IPsec crypto endpoints running Cisco IOS support authentication using RSA Signatures using X.509-based Certificates and Certificate authorities. This method of authentication, though more complicated to configure, offers a more scalable configuration alternative to RSA encryption and preshared keys.

Crypto endpoints using RSA signatures use X.509 certificates to authenticate and enroll with the CA. Using a central resource for authentication services, the Certificate Authority, simplifies maintenance on both crypto endpoints. This is particularly useful in large networks, as administrators now configure each crypto endpoint to use the CA for authentication, instead of manually configuring preshared keys for each peer. Cisco IOS supports RSA signatures when negotiating ISAKMP SAs. The operation and configuration of crypto endpoints using RSA signatures is covered in greater detail in Chapter 11, "Public Key Infrastructure and IPsec VPNs."

Diffie-Hellman Key Exchange

Network infrastructures are increasingly relied on for transferring bulk amounts of data, which lends itself more to a symmetric crypto solution. Given this trend, many network architects turn to the Diffie-Hellman algorithm to securely derive shared keys across an untrusted network infrastructure.

Note

Diffie-Hellman is a core component of the IKE protocol. Aspects of the Diffie-Hellman algorithm will be covered in additional detail in the IKE and perfect forward secrecy (PFS) section of this chapter.

Diffie-Hellman key exchange was designed for crypto endpoints to derive shared secret session keys across unsecured media. The shared secret keys are negotiated between crypto endpoints dynamically.
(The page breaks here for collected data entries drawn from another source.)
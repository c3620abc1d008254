use std::net::SocketAddr;
use std::sync::Arc;

use clap::{Parser, Subcommand};
use tokio::sync::watch;
use tracing::info;

use solis_core::config::SolisConfig;
use solis_core::types::Phone;
use solis_knowledge::ChunkInput;
use solis_scheduler::{CalendarSyncLoop, FollowUpExecutor, ReminderLoop};
use solis_store::Store;

mod app;
mod dedupe;
mod http;
mod intake;

#[derive(Parser)]
#[command(name = "solis", about = "Conversational solar-lead SDR over WhatsApp")]
struct Cli {
    /// Config file path (default: ~/.solis/solis.toml, SOLIS_CONFIG honored).
    #[arg(long, global = true)]
    config: Option<String>,

    #[command(subcommand)]
    command: Command,
}

#[derive(Subcommand)]
enum Command {
    /// Run the webhook server and the background loops.
    Serve,
    /// Index a knowledge corpus file (JSON array of chunks).
    IngestKnowledge { path: String },
    /// Embed every knowledge chunk that is missing its vector.
    BackfillEmbeddings,
    /// Cancel all open follow-ups for a lead.
    CancelFollowups {
        /// Lead phone number.
        #[arg(long)]
        lead: String,
    },
}

#[tokio::main]
async fn main() -> anyhow::Result<()> {
    tracing_subscriber::fmt()
        .with_env_filter(
            tracing_subscriber::EnvFilter::try_from_default_env()
                .unwrap_or_else(|_| "solis=info,tower_http=info".into()),
        )
        .init();

    let cli = Cli::parse();
    // Config problems are fatal here, before anything serves.
    let config = SolisConfig::load(cli.config.as_deref())?;

    match cli.command {
        Command::Serve => serve(config).await,
        Command::IngestKnowledge { path } => ingest_knowledge(config, &path).await,
        Command::BackfillEmbeddings => backfill_embeddings(config).await,
        Command::CancelFollowups { lead } => cancel_followups(config, &lead),
    }
}

async fn serve(config: SolisConfig) -> anyhow::Result<()> {
    let bind = config.server.bind.clone();
    let port = config.server.port;
    let quiet = config.followup.quiet_hours().map_err(|e| anyhow::anyhow!("{e}"))?;

    let state = app::build_state(config)?;
    let (shutdown_tx, shutdown_rx) = watch::channel(false);

    // Background loops: follow-up executor, reminder loop, calendar sync.
    let executor = FollowUpExecutor::new(
        Arc::clone(&state.store),
        Arc::clone(&state.sender),
        state.config.followup.clone(),
        state.config.funnel.clone(),
        quiet,
    );
    tokio::spawn(executor.run(shutdown_rx.clone()));

    let reminders = ReminderLoop::new(
        Arc::clone(&state.store),
        Arc::clone(&state.sender),
        state.config.followup.reminder_tick_sec,
        state.config.followup.max_attempts,
    );
    tokio::spawn(reminders.run(shutdown_rx.clone()));

    let calsync = CalendarSyncLoop::new(
        Arc::clone(&state.store),
        Arc::clone(&state.calendar_client),
        state.config.calendar.sync_sec,
        state.config.funnel.missed_meeting_policy,
    );
    tokio::spawn(calsync.run(shutdown_rx.clone()));

    let router = app::build_router(Arc::clone(&state));
    let addr: SocketAddr = format!("{bind}:{port}").parse()?;
    info!("solis listening on {addr}");

    let listener = tokio::net::TcpListener::bind(addr).await?;
    axum::serve(listener, router)
        .with_graceful_shutdown(async move {
            let _ = tokio::signal::ctrl_c().await;
            info!("shutdown signal received");
            let _ = shutdown_tx.send(true);
        })
        .await?;

    Ok(())
}

async fn ingest_knowledge(config: SolisConfig, path: &str) -> anyhow::Result<()> {
    let (_, gemini) = app::build_provider(&config)?;
    let (_, knowledge) = app::open_stores(&config, gemini)?;

    let raw = std::fs::read_to_string(path)
        .map_err(|e| anyhow::anyhow!("cannot read corpus file {path}: {e}"))?;
    let chunks: Vec<ChunkInput> = serde_json::from_str(&raw)
        .map_err(|e| anyhow::anyhow!("corpus file is not a valid chunk array: {e}"))?;

    let total = chunks.len();
    for chunk in &chunks {
        knowledge.index(chunk).await?;
    }
    println!("indexed {total} chunks from {path}");
    Ok(())
}

async fn backfill_embeddings(config: SolisConfig) -> anyhow::Result<()> {
    let (_, gemini) = app::build_provider(&config)?;
    let (_, knowledge) = app::open_stores(&config, gemini)?;
    let n = knowledge.backfill_embeddings().await?;
    println!("backfilled {n} embeddings");
    Ok(())
}

fn cancel_followups(config: SolisConfig, lead: &str) -> anyhow::Result<()> {
    let store = Store::open(&config.database.path)?;
    let phone = Phone::new(lead);
    let lead_row = store
        .get_lead_by_phone(&phone)?
        .ok_or_else(|| anyhow::anyhow!("no lead with phone {phone}"))?;
    let n = store.cancel_open_follow_ups(&lead_row.id)?;
    println!("canceled {n} follow-ups for {phone}");
    Ok(())
}
//! Intent signals — decide between a subagent and the coordinator model.
//!
//! Keyword sets per intent plus a cheap complexity heuristic (length,
//! question density, media). Signals are scored; the strongest one above the
//! threshold wins the delegation.

use solis_core::types::ContentType;

#[derive(Debug, Clone, Copy, PartialEq, Eq)]
pub enum Intent {
    /// Booking, moving, or canceling a meeting.
    Calendar,
    /// "Call me later", "can you remind me".
    FollowUp,
    /// Bill amounts, attached bill media.
    Bill,
    /// Deep informational question → knowledge retrieval.
    Knowledge,
}

#[derive(Debug, Clone, Copy)]
pub struct Signals {
    pub intent: Option<Intent>,
    /// Length + question-density heuristic; high complexity favors retrieval.
    pub complex: bool,
}

const CALENDAR_TERMS: &[&str] = &[
    "agendar", "agenda", "reunião", "reuniao", "marcar", "remarcar", "desmarcar", "cancelar",
    "horário", "horario", "disponibilidade",
];

const FOLLOWUP_TERMS: &[&str] = &[
    "me chama depois", "mais tarde", "semana que vem", "me lembra", "me avisa", "outro momento",
];

const BILL_TERMS: &[&str] = &[
    "conta de luz", "conta de energia", "fatura", "boleto", "valor da conta", "kwh",
];

const KNOWLEDGE_TERMS: &[&str] = &[
    "como funciona", "o que é", "o que e", "qual a diferença", "qual a diferenca", "payback",
    "garantia", "instalação", "instalacao", "manutenção", "manutencao", "financiamento",
    "inversor", "placa", "painel",
];

/// Message length past which we call the message complex.
const COMPLEX_LEN: usize = 280;

pub fn classify(text: &str, content_type: ContentType) -> Signals {
    let lower = text.to_lowercase();

    // Media rides straight to the bill analyzer — people photograph bills.
    if matches!(content_type, ContentType::Image | ContentType::Document) {
        return Signals {
            intent: Some(Intent::Bill),
            complex: false,
        };
    }

    let scores = [
        (Intent::Calendar, hits(&lower, CALENDAR_TERMS)),
        (Intent::FollowUp, hits(&lower, FOLLOWUP_TERMS)),
        (Intent::Bill, hits(&lower, BILL_TERMS)),
        (Intent::Knowledge, hits(&lower, KNOWLEDGE_TERMS)),
    ];

    let best = scores
        .iter()
        .filter(|(_, n)| *n > 0)
        .max_by_key(|(_, n)| *n)
        .map(|(intent, _)| *intent);

    let questions = lower.matches('?').count();
    let complex = lower.len() > COMPLEX_LEN || questions >= 2;

    // Long, question-dense messages with no clearer signal lean on retrieval.
    let intent = match best {
        Some(i) => Some(i),
        None if complex && questions > 0 => Some(Intent::Knowledge),
        None => None,
    };

    Signals { intent, complex }
}

fn hits(lower: &str, terms: &[&str]) -> usize {
    terms.iter().filter(|t| lower.contains(*t)).count()
}

#[cfg(test)]
mod tests {
    use super::*;

    #[test]
    fn scheduling_request_routes_to_calendar() {
        let s = classify("Podemos agendar uma reunião terça?", ContentType::Text);
        assert_eq!(s.intent, Some(Intent::Calendar));
    }

    #[test]
    fn informational_question_routes_to_knowledge() {
        let s = classify("Como funciona o payback da usina?", ContentType::Text);
        assert_eq!(s.intent, Some(Intent::Knowledge));
    }

    #[test]
    fn bill_talk_routes_to_bill() {
        let s = classify("minha conta de luz veio alta", ContentType::Text);
        assert_eq!(s.intent, Some(Intent::Bill));
    }

    #[test]
    fn image_always_routes_to_bill() {
        let s = classify("", ContentType::Image);
        assert_eq!(s.intent, Some(Intent::Bill));
    }

    #[test]
    fn postponement_routes_to_followup() {
        let s = classify("me chama depois, estou ocupado", ContentType::Text);
        assert_eq!(s.intent, Some(Intent::FollowUp));
    }

    #[test]
    fn small_talk_has_no_intent() {
        let s = classify("oi, tudo bem?", ContentType::Text);
        assert_eq!(s.intent, None);
        assert!(!s.complex);
    }

    #[test]
    fn long_question_dense_message_is_complex() {
        let text = format!("{} o que acham? e o preço? ", "detalhes ".repeat(40));
        let s = classify(&text, ContentType::Text);
        assert!(s.complex);
        assert_eq!(s.intent, Some(Intent::Knowledge));
    }
}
As such, administrators need to specify only the prime modulus (MODP) size for use in the Diffie-Hellman exchange. IKE uses Diffie-Hellman keys to encrypt the ISAKMP SA over which IPsec SAs are established. Likewise, Diffie-Hellman is used to generate keys to be used in the ciphers specified in IPsec transforms. These transforms, when used in conjunction with Diffie-Hellman keys, will be used by IPsec to encrypt and decrypt data as it passes through the VPN tunnel.